Have People Called You Toxic, Narcissistic, or Borderline?
You aren’t toxic. You just have Trauma.
Being called toxic, narcissistic, or borderline can feel devastating. Our initial reactions may include getting angry, lashing out, or denying we are toxic. But chances are, it is more than 1 person who has uttered those words in our direction.
It’s not time to mope in self-loathing or denial. It’s time to do some inner work and figure out what the hell is going on. Usually, the root of being called these names is our own early relationships and trauma. Let’s talk about trauma.
How is being called toxic, narcissistic, or borderline related to trauma?
A researcher named Mary Ainsworth conducted an experiment called the Strange Situation. The children went into a room with their parents and another person who was a stranger. The child spent varying amounts of time with the mother and stranger, mother, and stranger. Moreover, the research found the following attachment styles: Secure Attachment, Anxious-Ambivalent Attachment, Anxious-Avoidant Attachment, and Disorganized Attachment.
Now, the more research we reviewed the more we find the non-secure attachments being related to trauma. Also, our attachment style affects how we behave in relationships. If you want to learn more about attachment, check out my blog at this link: CLICK HERE FOR ATTACHMENT BLOG.
So, let’s set up a scenario. We have a mother who we instinctively know takes care of us. But what if our mother has some issues. What if she yells at us? Calls us names? And ridicules us? Well, the woman who was supposed to take care of us is now hurting us. We become anxious, worried, or unsure of how to interact with her. We enter into a protective mode. From there, we tend to protect ourselves from people who are close to us. We fear that if we trust them too much, they will hurt us.
This is when people start getting told they are toxic, narcissistic, or borderline. It isn’t that there is something wrong with you, it’s that something has happened to you. Often times the awareness of trauma isn’t there. Sometimes attachment trauma takes place pre-memory. Even having a parent who was depressed can interrupt the attachment process and result in life long relational problems.
You may not think you have trauma, but in reality- you don’t know.
What Can You Do To Figure Out Your Trauma?
There are a few things that can be done. The best option is therapy. I really can’t say enough the power of therapy in self-exploration, self-awareness, and the healing process.

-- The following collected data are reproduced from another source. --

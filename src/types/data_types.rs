/*
    Copyright © 2024, ParallelChain Lab
    Licensed under the Apache License, Version 2.0: http://www.apache.org/licenses/LICENSE-2.0
*/

//! Types that exist only to store bytes or numbers, and do not have any major "active" behavior.

use std::{
    fmt::{self, Debug, Display, Formatter},
    hash::Hash,
    ops::{Add, AddAssign, Sub},
};

use borsh::{BorshDeserialize, BorshSerialize};
use serde::{Deserialize, Serialize};

/// Height of a block of the platform chain.
///
/// The first block produced after `InitChain` has the height configured as the chain's initial height
/// (usually 1). Every committed block increases the height by exactly one.
#[derive(
    Clone,
    Copy,
    Debug,
    Default,
    PartialEq,
    Eq,
    PartialOrd,
    Ord,
    Hash,
    BorshDeserialize,
    BorshSerialize,
    Serialize,
    Deserialize,
)]
#[serde(transparent)]
pub struct BlockHeight(u64);

impl BlockHeight {
    /// Create a new `BlockHeight` with an `int` inner value.
    pub const fn new(int: u64) -> Self {
        Self(int)
    }

    /// Get the inner `u64` value of this `BlockHeight`.
    pub const fn int(&self) -> u64 {
        self.0
    }

    /// Get the little-endian representation of the inner `u64` value of this `BlockHeight`.
    pub fn to_le_bytes(&self) -> [u8; 8] {
        self.0.to_le_bytes()
    }
}

impl Display for BlockHeight {
    fn fmt(&self, f: &mut Formatter<'_>) -> fmt::Result {
        Display::fmt(&self.0, f)
    }
}

impl AddAssign<u64> for BlockHeight {
    fn add_assign(&mut self, rhs: u64) {
        self.0.add_assign(rhs)
    }
}

impl Add<u64> for BlockHeight {
    type Output = BlockHeight;
    fn add(self, rhs: u64) -> Self::Output {
        BlockHeight::new(self.0.add(rhs))
    }
}

impl Sub<BlockHeight> for BlockHeight {
    type Output = u64;
    fn sub(self, rhs: BlockHeight) -> Self::Output {
        self.0 - rhs.0
    }
}

/// Height of a block of the Layer-1 ("Core") chain.
#[derive(
    Clone,
    Copy,
    Debug,
    Default,
    PartialEq,
    Eq,
    PartialOrd,
    Ord,
    Hash,
    BorshDeserialize,
    BorshSerialize,
    Serialize,
    Deserialize,
)]
#[serde(transparent)]
pub struct CoreHeight(u32);

impl CoreHeight {
    pub const fn new(int: u32) -> Self {
        Self(int)
    }

    pub const fn int(&self) -> u32 {
        self.0
    }

    /// The height directly below this one, saturating at 0.
    pub const fn prev(&self) -> Self {
        Self(self.0.saturating_sub(1))
    }

    /// The height directly above this one.
    pub const fn next(&self) -> Self {
        Self(self.0 + 1)
    }
}

impl Display for CoreHeight {
    fn fmt(&self, f: &mut Formatter<'_>) -> fmt::Result {
        Display::fmt(&self.0, f)
    }
}

/// Number of a proposal round within a given height. Starts at 0 and increases by 1 every time the
/// consensus engine gives up on a proposal.
#[derive(
    Clone,
    Copy,
    Debug,
    Default,
    PartialEq,
    Eq,
    PartialOrd,
    Ord,
    Hash,
    BorshDeserialize,
    BorshSerialize,
)]
pub struct Round(u32);

impl Round {
    pub const fn new(int: u32) -> Self {
        Self(int)
    }

    pub const fn int(&self) -> u32 {
        self.0
    }
}

impl Display for Round {
    fn fmt(&self, f: &mut Formatter<'_>) -> fmt::Result {
        Display::fmt(&self.0, f)
    }
}

/// Version of the platform protocol the block was executed with.
#[derive(
    Clone,
    Copy,
    Debug,
    Default,
    PartialEq,
    Eq,
    PartialOrd,
    Ord,
    BorshDeserialize,
    BorshSerialize,
    Serialize,
    Deserialize,
)]
#[serde(transparent)]
pub struct ProtocolVersion(u32);

impl ProtocolVersion {
    pub const fn new(int: u32) -> Self {
        Self(int)
    }

    pub const fn int(&self) -> u32 {
        self.0
    }
}

/// Block time as milliseconds since the Unix Epoch.
#[derive(
    Clone,
    Copy,
    Debug,
    Default,
    PartialEq,
    Eq,
    PartialOrd,
    Ord,
    BorshDeserialize,
    BorshSerialize,
)]
pub struct Timestamp(u64);

impl Timestamp {
    pub const fn from_millis(millis: u64) -> Self {
        Self(millis)
    }

    pub const fn millis(&self) -> u64 {
        self.0
    }
}

/// 32-byte cryptographic hash.
///
/// Hashes received from Core over JSON-RPC and ZMQ are hex strings in "display" byte order, and are
/// stored in that order. [`CryptoHash::from_internal_bytes`] converts from the reversed order used
/// inside raw Core messages.
#[derive(
    Clone,
    Copy,
    Default,
    PartialEq,
    Eq,
    PartialOrd,
    Ord,
    Hash,
    BorshDeserialize,
    BorshSerialize,
    Serialize,
    Deserialize,
)]
#[serde(transparent)]
pub struct CryptoHash(#[serde(with = "hex")] [u8; 32]);

impl CryptoHash {
    /// Create a new `CryptoHash` wrapping `bytes`.
    pub const fn new(bytes: [u8; 32]) -> Self {
        Self(bytes)
    }

    /// Create a `CryptoHash` from bytes in Core's internal (little-endian) order.
    pub fn from_internal_bytes(mut bytes: [u8; 32]) -> Self {
        bytes.reverse();
        Self(bytes)
    }

    /// Parse a hex string, returning `None` if it is not exactly 32 bytes of valid hex.
    pub fn from_hex(hex_str: &str) -> Option<Self> {
        let mut bytes = [0u8; 32];
        hex::decode_to_slice(hex_str, &mut bytes).ok()?;
        Some(Self(bytes))
    }

    /// Get the inner `[u8; 32]` value of this `CryptoHash`.
    pub const fn bytes(&self) -> [u8; 32] {
        self.0
    }

    pub fn to_hex(&self) -> String {
        hex::encode(self.0)
    }

    /// Whether every byte of this hash is zero.
    pub fn is_zero(&self) -> bool {
        self.0.iter().all(|byte| *byte == 0)
    }
}

impl Debug for CryptoHash {
    fn fmt(&self, f: &mut Formatter<'_>) -> fmt::Result {
        write!(f, "CryptoHash({})", self.to_hex())
    }
}

impl Display for CryptoHash {
    fn fmt(&self, f: &mut Formatter<'_>) -> fmt::Result {
        f.write_str(&self.to_hex())
    }
}

/// 32-byte identifier of an identity, a data contract, or a document.
#[derive(
    Clone,
    Copy,
    Default,
    PartialEq,
    Eq,
    PartialOrd,
    Ord,
    Hash,
    BorshDeserialize,
    BorshSerialize,
    Serialize,
    Deserialize,
)]
#[serde(transparent)]
pub struct Identifier(#[serde(with = "hex")] [u8; 32]);

impl Identifier {
    pub const fn new(bytes: [u8; 32]) -> Self {
        Self(bytes)
    }

    pub const fn bytes(&self) -> [u8; 32] {
        self.0
    }

    pub fn as_slice(&self) -> &[u8] {
        &self.0
    }
}

impl From<CryptoHash> for Identifier {
    fn from(hash: CryptoHash) -> Self {
        Identifier(hash.bytes())
    }
}

impl Debug for Identifier {
    fn fmt(&self, f: &mut Formatter<'_>) -> fmt::Result {
        write!(f, "Identifier({})", hex::encode(self.0))
    }
}

impl Display for Identifier {
    fn fmt(&self, f: &mut Formatter<'_>) -> fmt::Result {
        f.write_str(&hex::encode(self.0))
    }
}

/// 20-byte RIPEMD160(SHA256) hash of a public key, as used by Core for owner, voting and payout keys.
#[derive(
    Clone,
    Copy,
    Default,
    PartialEq,
    Eq,
    PartialOrd,
    Ord,
    Hash,
    BorshDeserialize,
    BorshSerialize,
    Serialize,
    Deserialize,
)]
#[serde(transparent)]
pub struct PubKeyHash(#[serde(with = "hex")] [u8; 20]);

impl PubKeyHash {
    pub const fn new(bytes: [u8; 20]) -> Self {
        Self(bytes)
    }

    pub const fn bytes(&self) -> [u8; 20] {
        self.0
    }
}

impl Debug for PubKeyHash {
    fn fmt(&self, f: &mut Formatter<'_>) -> fmt::Result {
        write!(f, "PubKeyHash({})", hex::encode(self.0))
    }
}

/// Amount of credits charged for processing and storing the effects of state transitions.
#[derive(Clone, Copy, Debug, Default, PartialEq, Eq, BorshDeserialize, BorshSerialize)]
pub struct FeeResult {
    pub processing_fee: u64,
    pub storage_fee: u64,
}

impl FeeResult {
    pub const fn new(processing_fee: u64, storage_fee: u64) -> Self {
        Self {
            processing_fee,
            storage_fee,
        }
    }

    pub const fn total(&self) -> u64 {
        self.processing_fee + self.storage_fee
    }
}

impl AddAssign for FeeResult {
    fn add_assign(&mut self, rhs: Self) {
        self.processing_fee += rhs.processing_fee;
        self.storage_fee += rhs.storage_fee;
    }
}
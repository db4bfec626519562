/*
    Copyright © 2024, ParallelChain Lab
    Licensed under the Apache License, Version 2.0: http://www.apache.org/licenses/LICENSE-2.0
*/

//! The seam between Drive and the state-transition engine.
//!
//! Decoding, validating, and applying state transitions is the business of the state-transition engine,
//! which the library user plugs in by implementing [`StateTransitionExecutor`]. Drive calls it in two
//! places:
//! 1. `CheckTx` calls [`validate_basic`](StateTransitionExecutor::validate_basic) to pre-validate a
//!    transaction without touching state.
//! 2. `PrepareProposal` and `ProcessProposal` call [`execute`](StateTransitionExecutor::execute) for
//!    every transaction of the proposal, giving the engine a [`StateRepository`] to read and write
//!    state through.
//!
//! An invalid transaction is reported as a [`ConsensusError`], which becomes a non-zero result code for
//! that transaction only. A failure of the state repository itself is not the transaction's fault, and
//! is reported as [`ExecutionError::StateRepository`], which halts the node.

use std::fmt::{self, Debug, Display, Formatter};

use crate::{
    state_repository::{StateRepository, StateRepositoryError},
    types::data_types::FeeResult,
};

/// Processing fee charged per byte read from storage.
pub const READ_BYTE_COST: u64 = 12;

/// Processing fee charged per byte written to storage.
pub const WRITE_BYTE_COST: u64 = 20;

/// Storage fee charged per byte persisted.
pub const STORAGE_BYTE_COST: u64 = 27;

/// Processing fee charged per signature verification.
pub const SIGNATURE_VERIFICATION_COST: u64 = 3_000;

pub trait StateTransitionExecutor: Send + 'static {
    /// The decoded form of a state transition.
    type StateTransition: Debug;

    /// Decode `raw` and perform validation that does not depend on state.
    fn validate_basic(&self, raw: &[u8]) -> Result<Self::StateTransition, ConsensusError>;

    /// Validate `transition` against state and apply it through `state_repository`, recording the fee
    /// operations incurred in `execution_context`.
    fn execute<S: StateRepository>(
        &self,
        transition: &Self::StateTransition,
        state_repository: &S,
        execution_context: &mut StateTransitionExecutionContext,
    ) -> Result<ExecutionOutcome, ExecutionError>;
}

/// Side effects of a successfully executed state transition that Drive itself has to carry forward.
#[derive(Clone, Debug, Default, PartialEq, Eq)]
pub struct ExecutionOutcome {
    /// Unsigned withdrawal transactions to be threshold-signed by the validator quorum. The last
    /// [`BLS_SIGNATURE_LENGTH`](crate::types::crypto_primitives::BLS_SIGNATURE_LENGTH) bytes of each
    /// are the slot the recovered quorum signature is written into.
    pub withdrawal_transactions: Vec<Vec<u8>>,
}

/// A state transition was found invalid. Carries the result code reported to the consensus engine.
#[derive(Clone, Debug, PartialEq, Eq)]
pub struct ConsensusError {
    pub code: u32,
    pub message: String,
}

impl ConsensusError {
    /// Build a consensus error. `code` 0 means success on the wire, so it is bumped to 1.
    pub fn new(code: u32, message: impl Into<String>) -> ConsensusError {
        ConsensusError {
            code: code.max(1),
            message: message.into(),
        }
    }
}

impl Display for ConsensusError {
    fn fmt(&self, f: &mut Formatter<'_>) -> fmt::Result {
        write!(f, "consensus error {}: {}", self.code, self.message)
    }
}

impl std::error::Error for ConsensusError {}

#[derive(Debug)]
pub enum ExecutionError {
    Consensus(ConsensusError),
    StateRepository(StateRepositoryError),
}

impl From<ConsensusError> for ExecutionError {
    fn from(value: ConsensusError) -> Self {
        ExecutionError::Consensus(value)
    }
}

impl From<StateRepositoryError> for ExecutionError {
    fn from(value: StateRepositoryError) -> Self {
        ExecutionError::StateRepository(value)
    }
}

impl Display for ExecutionError {
    fn fmt(&self, f: &mut Formatter<'_>) -> fmt::Result {
        match self {
            ExecutionError::Consensus(err) => Display::fmt(err, f),
            ExecutionError::StateRepository(err) => write!(f, "state repository failed: {}", err),
        }
    }
}

impl std::error::Error for ExecutionError {}

/// One unit of work a state transition costs.
#[derive(Clone, Debug, PartialEq, Eq)]
pub enum FeeOperation {
    Read { value_size: u64 },
    Write { key_size: u64, value_size: u64 },
    Delete { key_size: u64 },
    SignatureVerification,
    PreCalculated(FeeResult),
}

impl FeeOperation {
    pub fn fee(&self) -> FeeResult {
        match self {
            FeeOperation::Read { value_size } => FeeResult::new(value_size * READ_BYTE_COST, 0),
            FeeOperation::Write {
                key_size,
                value_size,
            } => FeeResult::new(
                (key_size + value_size) * WRITE_BYTE_COST,
                (key_size + value_size) * STORAGE_BYTE_COST,
            ),
            FeeOperation::Delete { key_size } => FeeResult::new(key_size * WRITE_BYTE_COST, 0),
            FeeOperation::SignatureVerification => FeeResult::new(SIGNATURE_VERIFICATION_COST, 0),
            FeeOperation::PreCalculated(fee) => *fee,
        }
    }
}

/// Collects the [`FeeOperation`]s one state transition incurs.
#[derive(Clone, Debug, Default, PartialEq, Eq)]
pub struct StateTransitionExecutionContext {
    operations: Vec<FeeOperation>,
}

impl StateTransitionExecutionContext {
    pub fn new() -> Self {
        Self::default()
    }

    pub fn add_operation(&mut self, operation: FeeOperation) {
        self.operations.push(operation);
    }

    pub fn add_operations(&mut self, operations: impl IntoIterator<Item = FeeOperation>) {
        self.operations.extend(operations);
    }

    pub fn operations(&self) -> &[FeeOperation] {
        &self.operations
    }

    pub fn clear(&mut self) {
        self.operations.clear();
    }

    /// Sum of the fees of every operation recorded so far.
    pub fn fee(&self) -> FeeResult {
        let mut total = FeeResult::default();
        for operation in &self.operations {
            total += operation.fee();
        }
        total
    }
}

But there are some things you can do if you aren’t ready to make the leap into therapy.
1. A Family Tree
Yes, a family tree can give you insight into the common experiences in your family. Create a family tree that includes names, relationships, and information you know or can find about that family member. For example, I like to include major events, divorces, separations, and trauma you know about. Include what the family feels and thinks about this person, and your own thoughts and feelings about them. This process can help you begin to piece together the family culture, and an understanding of the world you came into.
2. Name the Trauma
Ever heard of the concept, “Name it to tame it”? Well, it is often used in the therapist community as a beginning intervention to process trauma. When we give language to our experience, our experience begins to lose its power over us. So. Start naming your experiences! However small you perceive them to be, name them. It’s time to get them out. Examples such as bullying, dad left me, I was alone, no one played with me, my mom name called, etc. Get it all into words.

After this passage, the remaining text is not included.